Friday 29 August 2014

Antitesis Baik

Fenomena pilpres kali ini merupakan salah satu fenomena pilpres yang menarik semenjak era reformasi. Disebut demikian karena dapat dipastikan bahwa banyak orang menjadi jengkel, tertawa terpingkal-pingkal, gemas, dan emosi dengan salah satu kandidat presiden, yaitu bapak Prabowo Subianto. Prabowo membuat banyak orang berkomentar yang isinya hampir semua negatif tentang dirinya, disebabkan karena dianggap pencitraan yang dibangun tentang dirinya, pernyataan-pernyataan yang dibuat terkait dengan pilpres dan langkah-langkah nyata yang menurut banyak orang tidak konsisten.

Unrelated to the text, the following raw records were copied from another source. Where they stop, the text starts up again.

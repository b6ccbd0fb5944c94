//! Builder for [`TypeRecord`]s.
//!
//! This module provides the [`TypeBuilder`] struct, a fluent API for constructing classes,
//! value types, interfaces, enums and primitives together with their members. Module
//! loaders and test fixtures use it to produce the records handed to the
//! [`TypeCatalog`](crate::metadata::catalog::TypeCatalog).
//!
//! # Example
//!
//! ```rust
//! use dotbridge::metadata::typesystem::{TypeBuilder, PrimitiveKind};
//!
//! let int = TypeBuilder::primitive(PrimitiveKind::Int32).build();
//! let list = TypeBuilder::class("System.Collections.Generic", "List`1")
//!     .generic_args(vec![int])
//!     .implements_named("System.Collections.IEnumerable")
//!     .build();
//!
//! assert!(list.is_closed_generic());
//! ```

use std::sync::Arc;

use crate::metadata::{
    customattributes::CustomAttribute,
    typesystem::{
        FieldInfo, MethodInfo, PrimitiveKind, PropertyInfo, Representation, TypeFlags,
        TypeRecord, TypeRecordRc, WrapperCtor,
    },
};

/// Provides a fluent API for building type records
pub struct TypeBuilder {
    namespace: String,
    name: String,
    assembly: String,
    flags: TypeFlags,
    representation: Representation,
    primitive: Option<PrimitiveKind>,
    generic_args: Vec<TypeRecordRc>,
    base: Option<TypeRecordRc>,
    base_name: Option<String>,
    interfaces: Vec<TypeRecordRc>,
    interface_names: Vec<String>,
    fields: Vec<FieldInfo>,
    properties: Vec<PropertyInfo>,
    methods: Vec<MethodInfo>,
    attributes: Vec<CustomAttribute>,
    constants: Vec<(String, i64)>,
    wrapper_ctor: Option<WrapperCtor>,
}

impl TypeBuilder {
    fn start(namespace: &str, name: &str, flags: TypeFlags) -> Self {
        TypeBuilder {
            namespace: namespace.to_string(),
            name: name.to_string(),
            assembly: String::new(),
            flags,
            representation: Representation::Native,
            primitive: None,
            generic_args: Vec::new(),
            base: None,
            base_name: None,
            interfaces: Vec::new(),
            interface_names: Vec::new(),
            fields: Vec::new(),
            properties: Vec::new(),
            methods: Vec::new(),
            attributes: Vec::new(),
            constants: Vec::new(),
            wrapper_ctor: None,
        }
    }

    /// Start building a class with the given name
    pub fn class(namespace: &str, name: &str) -> Self {
        Self::start(namespace, name, TypeFlags::empty())
    }

    /// Start building a value type with the given name
    pub fn value_type(namespace: &str, name: &str) -> Self {
        Self::start(namespace, name, TypeFlags::VALUE_TYPE | TypeFlags::SEALED)
    }

    /// Start building an interface with the given name
    pub fn interface(namespace: &str, name: &str) -> Self {
        Self::start(namespace, name, TypeFlags::INTERFACE | TypeFlags::ABSTRACT)
    }

    /// Start building an enum with the given name, backed by `Int32`
    pub fn enumeration(namespace: &str, name: &str) -> Self {
        let mut builder = Self::start(
            namespace,
            name,
            TypeFlags::ENUM | TypeFlags::VALUE_TYPE | TypeFlags::SEALED,
        );
        builder.primitive = Some(PrimitiveKind::Int32);
        builder.base_name = Some("System.Enum".to_string());
        builder
    }

    /// Start building the native form of a primitive, e.g. `System.Int32`
    pub fn primitive(kind: PrimitiveKind) -> Self {
        let mut builder = Self::start(
            "System",
            kind.name(),
            TypeFlags::VALUE_TYPE | TypeFlags::SEALED | TypeFlags::PRIMITIVE,
        );
        builder.primitive = Some(kind);
        builder.base_name = Some("System.ValueType".to_string());
        builder
    }

    /// Start building the foreign struct form of a primitive, e.g. `Il2CppSystem.Int32`
    pub fn foreign_primitive(kind: PrimitiveKind, shadow_prefix: &str) -> Self {
        let mut builder = Self::start(
            &format!("{shadow_prefix}System"),
            kind.name(),
            TypeFlags::VALUE_TYPE | TypeFlags::SEALED | TypeFlags::PRIMITIVE,
        );
        builder.primitive = Some(kind);
        builder.representation = Representation::Foreign;
        builder
    }

    /// Set the defining module
    #[must_use]
    pub fn assembly(mut self, assembly: &str) -> Self {
        self.assembly = assembly.to_string();
        self
    }

    /// Instances are proxies over native objects
    #[must_use]
    pub fn foreign(mut self) -> Self {
        self.representation = Representation::Foreign;
        self
    }

    /// Mark the type abstract
    #[must_use]
    pub fn abstract_type(mut self) -> Self {
        self.flags |= TypeFlags::ABSTRACT;
        self
    }

    /// Mark the type sealed
    #[must_use]
    pub fn sealed(mut self) -> Self {
        self.flags |= TypeFlags::SEALED;
        self
    }

    /// Mark the type a static class (abstract and sealed)
    #[must_use]
    pub fn static_class(mut self) -> Self {
        self.flags |= TypeFlags::ABSTRACT | TypeFlags::SEALED;
        self
    }

    /// Mark the type an open generic definition
    #[must_use]
    pub fn generic_definition(mut self) -> Self {
        self.flags |= TypeFlags::GENERIC | TypeFlags::GENERIC_DEFINITION;
        self
    }

    /// Close the type over the given generic arguments
    #[must_use]
    pub fn generic_args(mut self, args: Vec<TypeRecordRc>) -> Self {
        if !args.is_empty() {
            self.flags |= TypeFlags::GENERIC;
        }
        self.generic_args = args;
        self
    }

    /// Set the underlying storage kind of an enum
    #[must_use]
    pub fn underlying(mut self, kind: PrimitiveKind) -> Self {
        self.primitive = Some(kind);
        self
    }

    /// Set the base type
    #[must_use]
    pub fn extends(mut self, base: &TypeRecordRc) -> Self {
        self.base = Some(base.clone());
        self
    }

    /// Declare the base type by full name, resolved through the catalog on first use
    #[must_use]
    pub fn extends_named(mut self, fullname: &str) -> Self {
        self.base_name = Some(fullname.to_string());
        self
    }

    /// Add an implemented interface
    #[must_use]
    pub fn implements(mut self, interface: &TypeRecordRc) -> Self {
        self.interfaces.push(interface.clone());
        self
    }

    /// Add an implemented interface by full name
    ///
    /// The interface is recorded as a placeholder record carrying only its name, which is
    /// all assignability checks compare.
    #[must_use]
    pub fn implements_named(mut self, fullname: &str) -> Self {
        self.interface_names.push(fullname.to_string());
        self
    }

    /// Add a field
    #[must_use]
    pub fn field(mut self, field: FieldInfo) -> Self {
        self.fields.push(field);
        self
    }

    /// Add a property
    #[must_use]
    pub fn property(mut self, property: PropertyInfo) -> Self {
        self.properties.push(property);
        self
    }

    /// Add a method
    #[must_use]
    pub fn method(mut self, method: MethodInfo) -> Self {
        self.methods.push(method);
        self
    }

    /// Add a custom attribute
    #[must_use]
    pub fn attribute(mut self, attribute: CustomAttribute) -> Self {
        self.attributes.push(attribute);
        self
    }

    /// Add a named enum constant
    #[must_use]
    pub fn constant(mut self, name: &str, value: i64) -> Self {
        self.constants.push((name.to_string(), value));
        self
    }

    /// Use a custom constructor for wrappers around native pointers
    #[must_use]
    pub fn wrapper(mut self, ctor: WrapperCtor) -> Self {
        self.wrapper_ctor = Some(ctor);
        self
    }

    /// Finish the record
    pub fn build(self) -> TypeRecordRc {
        let mut record = TypeRecord::new(
            &self.namespace,
            &self.name,
            &self.assembly,
            self.flags,
            self.representation,
            self.generic_args,
        );
        record.primitive = self.primitive;
        if self.base.is_none() {
            if let Some(base_name) = self.base_name {
                record.set_base_name(base_name);
            }
        }

        let record = Arc::new(record);
        if let Some(base) = self.base {
            record.set_base(base);
        }
        for interface in self.interfaces {
            record.interfaces.push(interface);
        }
        for name in self.interface_names {
            let (namespace, simple) = match name.rsplit_once('.') {
                Some((namespace, simple)) => (namespace, simple),
                None => ("", name.as_str()),
            };
            record
                .interfaces
                .push(TypeBuilder::interface(namespace, simple).build());
        }
        for field in self.fields {
            record.fields.push(Arc::new(field));
        }
        for property in self.properties {
            record.properties.push(Arc::new(property));
        }
        for method in self.methods {
            record.methods.push(Arc::new(method));
        }
        for attribute in self.attributes {
            record.custom_attributes.push(attribute);
        }
        for constant in self.constants {
            record.enum_constants.push(constant);
        }
        if let Some(ctor) = self.wrapper_ctor {
            record.set_wrapper_ctor(ctor);
        }

        record
    }
}

#[cfg(test)]
mod tests {
    use super::*;

    #[test]
    fn test_primitive_forms() {
        let native = TypeBuilder::primitive(PrimitiveKind::Int32).build();
        let foreign = TypeBuilder::foreign_primitive(PrimitiveKind::Int32, "Il2Cpp").build();

        assert_eq!(native.fullname(), "System.Int32");
        assert_eq!(foreign.fullname(), "Il2CppSystem.Int32");
        assert!(!native.is_foreign());
        assert!(foreign.is_foreign());
        assert_eq!(foreign.primitive, Some(PrimitiveKind::Int32));
        assert_eq!(native.base_name(), Some("System.ValueType"));
    }

    #[test]
    fn test_lazy_base_only_without_eager_base() {
        let object = TypeBuilder::class("System", "Object").build();
        let eager = TypeBuilder::class("A", "Eager")
            .extends(&object)
            .extends_named("A.Ignored")
            .build();
        let lazy = TypeBuilder::class("A", "Lazy").extends_named("A.Eager").build();

        assert!(eager.base_name().is_none());
        assert_eq!(eager.base().unwrap().fullname(), "System.Object");
        assert!(lazy.base().is_none());
        assert_eq!(lazy.base_name(), Some("A.Eager"));
    }

    #[test]
    fn test_named_interfaces() {
        let list = TypeBuilder::class("A", "Bag")
            .implements_named("System.Collections.IEnumerable")
            .build();

        let names: Vec<String> = list.interfaces.iter().map(|(_, i)| i.fullname()).collect();
        assert_eq!(names, vec!["System.Collections.IEnumerable".to_string()]);
    }
}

Ya, Prabowo sedang memperlihatkan antitesis. Antitesis yang diperlihatkan Prabowo adalah antitesis tentang apa yang disebut yang baik. Saya percaya bahwa kita akan berdebat tentang apa itu yang baik, namun jika yang baik itu kita taruh dalam konsep pilpres kali ini, maka banyak orang akan setuju bahwa kriteria itu ada dalam diri Bapak Joko Widodo. Tetapi sesungguhnya, menurut saya, Prabowo sendiri sedang memperlihatkan yang baik, hanya dalam cara yang berbeda - itu alasannya saya menyebutnya antitesis tentang yang baik. Artinya apa yang diperlihatkan Prabowo, bukan untuk menyangkal konsep yang baik, tetapi Prabowo sedang menggiring kita untuk melihat yang baik dalam sudut pandang yang lain, yang sama sekali berbeda dari biasanya kita lihat.

Antitesis tentang yang baik itu terus diperlihatkan Prabowo dalam beberapa hal: pertama, perekrutan calon wakil presidennya. saya percaya bahwa kita semua mengetahui bapak cawapresnya Prabowo anaknya bermasalah secara hukum, tetapi tidak dikenakan sanksi hukum atas perbuatannya. Padahal, dalam setiap debat capres - cawapres, cawapres ini paling nyaring bicara tentang persamaan di depan hukum. Kedua, partai pendukung. Kita juga bersama-sama tahu bahwa petinggi-petinggi dari partai-partai pendukungnya hampir semua sedang terjerat masalah hukum. Ketiga, oknum-oknum dalam timsesnya. Kita juga tahu bahwa ada oknum yang saat ini menjadi timsesnya adalah oknum yang memiliki dosa, salah satunya adalah dosa lumpur lapindo. Keempat, pendamping (kuasa) hukumnya. Kita juga tahu betapa tidak kredibelnya mereka, sehingga hal yang paling konyol yaitu penghitungan angka total suara saja keliru; dan kesalahan penghitungan itu dilemparkan ke kalkulator, yang nyata-nyata dia adalah mesin, yang tunduk pada apa yang diminta oleh manusia.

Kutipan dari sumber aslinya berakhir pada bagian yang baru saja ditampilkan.